Through performance, Kirchmayr developed the practice of deconstructing and reassembling source material. Spatial awareness governs her refined sonic, musical, linguistic and graphical detail, and benefits her explorations of spatio-temporal manipulations in sound design. Her compositions for the Austrian pavilion of Expo 2010, and for the theater play ‘Das kleine Zimmer am Ende der Treppe’ with Pia Palme, at KosmosTheater in 2011, complemented the first piece of music that she created for a sound installation: Florian Schmeiser’s ‘Vibrate Space’ project at Coded Cultures Festival in 2011. Developing further, Kirchmayr’s four-channel composition ‘Structuring Contours,’ premiered at Klangspuren Festival 2011, and a collaborative effort, ‘Die Fernrohre der Träumer’, was performed with author Valerie Fritsch at hoergeREDE Graz, Austria, in May 2012. Another significant work was Kirchmayr’s granular synthesis project MORPHEME, which premiered as a stereo concert at Heroines of Sound Festival 2014, and a multichannel audiovisual concert together with Thomas Wagensommerer at CTM Festival in January 2015; the core of MORPHEME derived from a nine second audio recording of a phrase by Sadie Plant: “To let noise into the system is a kind of fine art in both cybernetic terms and in terms of making music, too.”

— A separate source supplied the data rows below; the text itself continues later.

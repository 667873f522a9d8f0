// Copyright (c) 2025 Deephaven Client Contributors
//
// Licensed under the Apache License, Version 2.0 (the "License");
// you may not use this file except in compliance with the License.
// You may obtain a copy of the License at
//
//     http://www.apache.org/licenses/LICENSE-2.0
//
// Unless required by applicable law or agreed to in writing, software
// distributed under the License is distributed on an "AS IS" BASIS,
// WITHOUT WARRANTIES OR CONDITIONS OF ANY KIND, either express or implied.
// See the License for the specific language governing permissions and
// limitations under the License.

//! Wire-facing data model: table shapes, row data, and operation
//! descriptors. All types are serde-derived so a transport implementation
//! can put them on the wire; the encoding itself is the transport's concern.

pub mod ops;
pub mod table;

pub use ops::{
    AggregateDescriptor, AggregateOp, JoinKind, SortDescriptor, SortDirection, TableOperation,
};
pub use table::{
    CellValue, ColumnData, ColumnDefinition, ColumnType, RowRange, TableDefinition, TableSnapshot,
    TableUpdate,
};
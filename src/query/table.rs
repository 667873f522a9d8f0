// Copyright (c) 2025 Deephaven Client Contributors
//
// Licensed under the Apache License, Version 2.0 (the "License");
// you may not use this file except in compliance with the License.
// You may obtain a copy of the License at
//
//     http://www.apache.org/licenses/LICENSE-2.0
//
// Unless required by applicable law or agreed to in writing, software
// distributed under the License is distributed on an "AS IS" BASIS,
// WITHOUT WARRANTIES OR CONDITIONS OF ANY KIND, either express or implied.
// See the License for the specific language governing permissions and
// limitations under the License.

use crate::error::Result;
use crate::query::QueryScope;
use crate::session::SessionContext;
use crate::state::{
    Resolution, StateSnapshot, StateUpdate, TableScope, TableState, TableTracker,
};
use crate::transport::ServerRequest;
use crate::types::{
    AggregateDescriptor, JoinKind, RowRange, SortDescriptor, TableDefinition, TableOperation,
    TableSnapshot,
};
use std::sync::Arc;
use std::time::Duration;
use tokio::sync::mpsc;

fn strings(items: &[&str]) -> Vec<String> {
    items.iter().map(|s| s.to_string()).collect()
}

/// A handle on one remote table, claimed in a scope.
///
/// Table-producing methods return immediately with a new unresolved table;
/// the request travels on the owning context's serialized stream and the
/// resolution arrives later. Derived tables live in the same scope as their
/// parent.
#[derive(Debug)]
pub struct QueryTable {
    context: Arc<SessionContext>,
    scope: Arc<TableScope>,
    state: Arc<TableState>,
    tracker: Arc<TableTracker>,
}

impl QueryTable {
    pub(crate) fn wrap(
        context: Arc<SessionContext>,
        scope: Arc<TableScope>,
        state: Arc<TableState>,
    ) -> Self {
        let tracker = TableTracker::create(&scope, Arc::clone(&state));
        Self {
            context,
            scope,
            state,
            tracker,
        }
    }

    pub fn client_id(&self) -> i64 {
        self.state.client_id()
    }

    pub fn server_id(&self) -> Option<i64> {
        self.state.server_id()
    }

    pub fn resolution(&self) -> Resolution {
        self.state.resolution()
    }

    pub(crate) fn state(&self) -> &Arc<TableState> {
        &self.state
    }

    /// Wait until the server has resolved this table's definition. `None`
    /// falls back to the configured default timeout.
    pub async fn await_definition(
        &self,
        timeout: Option<Duration>,
    ) -> Result<Arc<TableDefinition>> {
        let limit = timeout.unwrap_or(self.context.default_timeout());
        self.state.await_definition(Some(limit)).await
    }

    fn derive(&self, extras: &[&QueryTable], operation: TableOperation) -> Result<QueryTable> {
        let mut dependents: Vec<Arc<TableState>> = Vec::with_capacity(extras.len() + 1);
        dependents.push(Arc::clone(&self.state));
        dependents.extend(extras.iter().map(|t| Arc::clone(&t.state)));
        let state = self.context.invoke_for_batch(&dependents, operation)?;
        Ok(Self::wrap(
            Arc::clone(&self.context),
            Arc::clone(&self.scope),
            state,
        ))
    }

    pub fn where_(&self, filters: &[&str]) -> Result<QueryTable> {
        self.derive(
            &[],
            TableOperation::Where {
                filters: strings(filters),
            },
        )
    }

    pub fn select(&self, columns: &[&str]) -> Result<QueryTable> {
        self.derive(
            &[],
            TableOperation::Select {
                columns: strings(columns),
            },
        )
    }

    pub fn update(&self, columns: &[&str]) -> Result<QueryTable> {
        self.derive(
            &[],
            TableOperation::Update {
                columns: strings(columns),
            },
        )
    }

    pub fn view(&self, columns: &[&str]) -> Result<QueryTable> {
        self.derive(
            &[],
            TableOperation::View {
                columns: strings(columns),
            },
        )
    }

    pub fn drop_columns(&self, columns: &[&str]) -> Result<QueryTable> {
        self.derive(
            &[],
            TableOperation::DropColumns {
                columns: strings(columns),
            },
        )
    }

    pub fn sort(&self, columns: &[&str]) -> Result<QueryTable> {
        self.derive(
            &[],
            TableOperation::Sort {
                sorts: columns.iter().map(|c| SortDescriptor::ascending(*c)).collect(),
            },
        )
    }

    pub fn sort_descending(&self, columns: &[&str]) -> Result<QueryTable> {
        self.derive(
            &[],
            TableOperation::Sort {
                sorts: columns
                    .iter()
                    .map(|c| SortDescriptor::descending(*c))
                    .collect(),
            },
        )
    }

    pub fn head(&self, rows: i64) -> Result<QueryTable> {
        self.derive(&[], TableOperation::Head { rows })
    }

    pub fn tail(&self, rows: i64) -> Result<QueryTable> {
        self.derive(&[], TableOperation::Tail { rows })
    }

    fn join(
        &self,
        kind: JoinKind,
        right: &QueryTable,
        on: &[&str],
        joins: &[&str],
    ) -> Result<QueryTable> {
        self.derive(
            &[right],
            TableOperation::Join {
                kind,
                right_id: right.client_id(),
                on: strings(on),
                joins: strings(joins),
            },
        )
    }

    pub fn natural_join(
        &self,
        right: &QueryTable,
        on: &[&str],
        joins: &[&str],
    ) -> Result<QueryTable> {
        self.join(JoinKind::Natural, right, on, joins)
    }

    pub fn exact_join(
        &self,
        right: &QueryTable,
        on: &[&str],
        joins: &[&str],
    ) -> Result<QueryTable> {
        self.join(JoinKind::Exact, right, on, joins)
    }

    pub fn left_join(&self, right: &QueryTable, on: &[&str], joins: &[&str]) -> Result<QueryTable> {
        self.join(JoinKind::Left, right, on, joins)
    }

    pub fn as_of_join(
        &self,
        right: &QueryTable,
        on: &[&str],
        joins: &[&str],
    ) -> Result<QueryTable> {
        self.join(JoinKind::AsOf, right, on, joins)
    }

    pub fn aggregate(
        &self,
        aggregates: &[AggregateDescriptor],
        group_by: &[&str],
    ) -> Result<QueryTable> {
        self.derive(
            &[],
            TableOperation::Aggregate {
                aggregates: aggregates.to_vec(),
                group_by: strings(group_by),
            },
        )
    }

    /// Merge this table with `others` into one table. All inputs are kept
    /// alive until the merge resolves.
    pub fn merge(&self, others: &[&QueryTable]) -> Result<QueryTable> {
        let mut source_ids = vec![self.client_id()];
        source_ids.extend(others.iter().map(|t| t.client_id()));
        self.derive(others, TableOperation::Merge { source_ids })
    }

    pub fn snapshot_when(
        &self,
        trigger: &QueryTable,
        stamp_columns: &[&str],
        do_initial: bool,
    ) -> Result<QueryTable> {
        self.derive(
            &[trigger],
            TableOperation::Snapshot {
                trigger_id: trigger.client_id(),
                stamp_columns: strings(stamp_columns),
                do_initial,
            },
        )
    }

    pub fn freeze(&self) -> Result<QueryTable> {
        self.derive(&[], TableOperation::Freeze)
    }

    pub fn ungroup(&self, columns: &[&str]) -> Result<QueryTable> {
        self.derive(
            &[],
            TableOperation::Ungroup {
                columns: strings(columns),
            },
        )
    }

    /// Fetch a snapshot of `rows` over `columns`. `None` falls back to the
    /// configured default timeout; a timeout abandons the wait but never
    /// cancels the request on the server.
    pub async fn get_table_data(
        &self,
        rows: RowRange,
        columns: &[&str],
        timeout: Option<Duration>,
    ) -> Result<TableSnapshot> {
        self.context
            .invoke_for_data(
                &[Arc::clone(&self.state)],
                ServerRequest::GetTableData {
                    table_id: self.client_id(),
                    rows,
                    columns: strings(columns),
                },
                timeout,
            )
            .await
    }

    /// Ask the server to push incremental updates for a viewport. Updates
    /// arriving before the table resolves are dropped.
    pub fn subscribe(
        &self,
        rows: RowRange,
        columns: &[&str],
    ) -> Result<mpsc::UnboundedReceiver<StateUpdate>> {
        let receiver = self.state.subscribe_updates();
        self.context.post_send(ServerRequest::Subscribe {
            table_id: self.client_id(),
            rows,
            columns: strings(columns),
        })?;
        Ok(receiver)
    }

    pub fn update_subscription(&self, rows: RowRange, columns: &[&str]) -> Result<()> {
        self.context.post_send(ServerRequest::UpdateSubscription {
            table_id: self.client_id(),
            rows,
            columns: strings(columns),
        })
    }

    pub fn unsubscribe(&self) -> Result<()> {
        self.context.post_send(ServerRequest::Unsubscribe {
            table_id: self.client_id(),
        })
    }

    /// Listen for full snapshots pushed for this table.
    pub fn snapshots(&self) -> mpsc::UnboundedReceiver<StateSnapshot> {
        self.state.subscribe_snapshots()
    }

    /// Claim this table under a fresh scope, independent of the current one.
    pub fn new_scope(&self) -> (QueryScope, QueryTable) {
        let scope = QueryScope::new(Arc::clone(&self.context));
        let table = scope.manage(self);
        (scope, table)
    }

    /// Detach this table's claim. Idempotent; dropping the table has the
    /// same effect.
    pub fn dispose(&self) {
        self.tracker.dispose();
    }
}
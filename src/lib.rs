// Copyright (c) 2025 Deephaven Client Contributors
//
// Licensed under the Apache License, Version 2.0 (the "License");
// you may not use this file except in compliance with the License.
// You may obtain a copy of the License at
//
//     http://www.apache.org/licenses/LICENSE-2.0
//
// Unless required by applicable law or agreed to in writing, software
// distributed under the License is distributed on an "AS IS" BASIS,
// WITHOUT WARRANTIES OR CONDITIONS OF ANY KIND, either express or implied.
// See the License for the specific language governing permissions and
// limitations under the License.

//! Client library for a remote Deephaven-style tabular query server.
//!
//! The crate opens sessions over an established connection (supplied as a
//! [`ServerTransport`](transport::ServerTransport) plus an event stream),
//! issues table-producing operations against remote tables, and streams
//! snapshots and incremental updates back.
//!
//! Remote tables are reference counted on the client: every
//! [`QueryTable`](query::QueryTable) holds a claim in a scope, and when the
//! last claim on a table's state detaches, the server-side handle is
//! released exactly once. All outgoing requests for one session travel a
//! single serialized stream, so issuance order equals wire order.
//!
//! ```ignore
//! let client = Client::login(transport, events, ClientConfig::default(), listener);
//! let scope = client.new_scope();
//! let trades = scope.fetch_table("trades")?;
//! let top = trades.where_(&["price > 10"])?.sort_descending(&["size"])?.head(100)?;
//! let definition = top.await_definition(Some(Duration::from_secs(30))).await?;
//! let data = top.get_table_data(RowRange::new(0, 99), &["sym", "price"], None).await?;
//! scope.dispose();
//! ```
//!
//! Configuration keys accepted by [`ClientConfig::set_option`](config::ClientConfig::set_option):
//!
//! | Key | Meaning | Default |
//! |-----|---------|---------|
//! | `deephaven.auth_refresh_secs` | Auth token refresh interval | 300 |
//! | `deephaven.heartbeat_secs` | Worker heartbeat interval | 10 |
//! | `deephaven.timeout_ms` | Wait budget for calls with no explicit timeout | 60000 |
//! | `deephaven.log_level` | Log filter (`RUST_LOG` syntax, `off` disables) | `warn` |
//! | `deephaven.log_file` | Log destination file (stderr when unset) | unset |

pub mod client;
pub mod config;
pub mod error;
mod logging;
pub mod query;
pub mod session;
pub mod state;
pub mod transport;
pub mod types;

pub use client::{Client, ClientListener, WorkerListener, WorkerSession};
pub use config::ClientConfig;
pub use error::{DeephavenErrorHelper, Error, Result, Status};
pub use logging::LogConfig;
pub use query::{QueryScope, QueryTable};
pub use session::SessionContext;
pub use state::{Resolution, StateSnapshot, StateUpdate, TableScope, TableState, TableTracker};
pub use transport::{
    BatchAck, BatchFailure, BatchRequest, DefinitionReply, ReplyReceiver, ServerEvent,
    ServerReply, ServerRequest, ServerTransport,
};
pub use types::{
    AggregateDescriptor, AggregateOp, CellValue, ColumnData, ColumnDefinition, ColumnType,
    JoinKind, RowRange, SortDescriptor, SortDirection, TableDefinition, TableOperation,
    TableSnapshot, TableUpdate,
};
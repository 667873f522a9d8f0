// Copyright (c) 2025 Deephaven Client Contributors
//
// Licensed under the Apache License, Version 2.0 (the "License");
// you may not use this file except in compliance with the License.
// You may obtain a copy of the License at
//
//     http://www.apache.org/licenses/LICENSE-2.0
//
// Unless required by applicable law or agreed to in writing, software
// distributed under the License is distributed on an "AS IS" BASIS,
// WITHOUT WARRANTIES OR CONDITIONS OF ANY KIND, either express or implied.
// See the License for the specific language governing permissions and
// limitations under the License.

use std::sync::OnceLock;

/// A client/server handle pair for one remote table.
///
/// The client id is allocated locally before any request goes out and is
/// never reused within a session. The server id arrives with the resolved
/// definition and is assigned at most once.
#[derive(Debug)]
pub struct RemoteHandle {
    client_id: i64,
    server_id: OnceLock<i64>,
}

impl RemoteHandle {
    pub(crate) fn new(client_id: i64) -> Self {
        Self {
            client_id,
            server_id: OnceLock::new(),
        }
    }

    pub fn client_id(&self) -> i64 {
        self.client_id
    }

    pub fn server_id(&self) -> Option<i64> {
        self.server_id.get().copied()
    }

    pub fn is_assigned(&self) -> bool {
        self.server_id.get().is_some()
    }

    /// Returns false if a server id was already assigned.
    pub(crate) fn assign_server_id(&self, server_id: i64) -> bool {
        self.server_id.set(server_id).is_ok()
    }
}

#[cfg(test)]
mod tests {
    use super::*;

    #[test]
    fn test_server_id_assigned_once() {
        let handle = RemoteHandle::new(7);
        assert_eq!(handle.client_id(), 7);
        assert!(!handle.is_assigned());
        assert_eq!(handle.server_id(), None);

        assert!(handle.assign_server_id(42));
        assert!(!handle.assign_server_id(43));
        assert_eq!(handle.server_id(), Some(42));
    }
}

Of the practice of her compositional processes, Kirchmayr, in parallel to her development as an artist, opts for perpetual forward motion. “I’m totally anti-zyklisch, anti-cyclical,” she says, “going from hardware to software only, especially since I started transforming all the field recordings or recordings of speech. I use only the computer and some midi controllers and that’s about it.”

Kirchmayr readily identifies with the sound of bass and drum; for her it exists at the root of all her music projects. “Even though I make non-rhythmical music as well nowadays,” she says, “the love for sound is very much the same as it was from the beginning. So the research, how to achieve a specific sound, what other sounds to place in both the spectrum and the room or space and the timeline, that is the work which is typical of a techno head, let’s say, even if some sort of avant garde electroacoustic music comes out of it.” If there is no sound signature to speak of, Kirchmayr’s productions consistently emphasise the spatial-temporal placement of subtly textured moods and structures. Kirchmayr’s 2015 exploits – Barry Duffman, conceptual installation performance 109.47 degrees, which takes its title from the ideal tetrahedral angle in foams as per Plateau’s laws, and 5/0, a solo record of intricate deep techno for Berlin imprint Suicide Circus Records, reveal the restless quality that exists behind all of her projects. Kirchmayr is primed to dig ever deeper into the flashpoints where rhythm and composition intersect with art and progressive performance practices.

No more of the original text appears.